WHAT YOU WILL DO :: Determine the number of lines of the records below that include "String". Respond with the number and no other text.

STUDY MATERIAL ::
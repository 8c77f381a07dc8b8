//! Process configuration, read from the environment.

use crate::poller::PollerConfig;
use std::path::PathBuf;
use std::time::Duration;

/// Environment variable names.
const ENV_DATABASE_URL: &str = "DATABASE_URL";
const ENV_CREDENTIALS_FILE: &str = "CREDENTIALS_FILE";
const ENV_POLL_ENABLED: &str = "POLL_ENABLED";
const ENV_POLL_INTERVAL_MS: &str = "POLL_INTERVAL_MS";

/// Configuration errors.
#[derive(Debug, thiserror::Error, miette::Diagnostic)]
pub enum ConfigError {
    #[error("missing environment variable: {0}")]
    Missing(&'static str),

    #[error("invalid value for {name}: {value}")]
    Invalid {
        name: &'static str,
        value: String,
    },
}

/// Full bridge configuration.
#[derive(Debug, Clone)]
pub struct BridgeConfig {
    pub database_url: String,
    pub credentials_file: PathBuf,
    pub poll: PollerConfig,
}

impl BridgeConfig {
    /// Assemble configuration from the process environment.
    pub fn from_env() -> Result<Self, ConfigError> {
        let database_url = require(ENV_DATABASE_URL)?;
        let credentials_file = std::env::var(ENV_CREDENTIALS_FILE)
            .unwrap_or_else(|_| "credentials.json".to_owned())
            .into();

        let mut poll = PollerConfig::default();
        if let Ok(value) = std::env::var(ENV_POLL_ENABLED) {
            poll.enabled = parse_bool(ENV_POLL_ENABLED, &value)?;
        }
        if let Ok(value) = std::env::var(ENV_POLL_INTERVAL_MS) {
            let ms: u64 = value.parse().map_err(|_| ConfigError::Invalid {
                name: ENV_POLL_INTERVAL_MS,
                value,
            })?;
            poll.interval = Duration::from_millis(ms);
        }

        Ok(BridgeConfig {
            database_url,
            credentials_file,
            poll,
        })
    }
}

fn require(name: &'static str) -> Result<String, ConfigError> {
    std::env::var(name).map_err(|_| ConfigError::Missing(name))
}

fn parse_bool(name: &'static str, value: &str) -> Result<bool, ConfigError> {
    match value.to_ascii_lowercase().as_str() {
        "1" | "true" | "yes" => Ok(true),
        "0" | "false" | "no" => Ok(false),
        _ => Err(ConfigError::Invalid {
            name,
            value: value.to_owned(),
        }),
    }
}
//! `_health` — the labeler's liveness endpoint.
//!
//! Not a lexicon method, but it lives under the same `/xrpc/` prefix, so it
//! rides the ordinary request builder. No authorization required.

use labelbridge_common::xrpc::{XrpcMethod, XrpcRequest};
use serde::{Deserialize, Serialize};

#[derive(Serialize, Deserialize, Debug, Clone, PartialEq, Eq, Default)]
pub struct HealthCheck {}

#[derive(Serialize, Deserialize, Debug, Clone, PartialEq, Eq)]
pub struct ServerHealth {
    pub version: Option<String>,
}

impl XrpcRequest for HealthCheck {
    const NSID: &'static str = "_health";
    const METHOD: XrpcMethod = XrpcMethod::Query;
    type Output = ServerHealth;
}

SOLUTION FOR THIS EXERCISE :: 4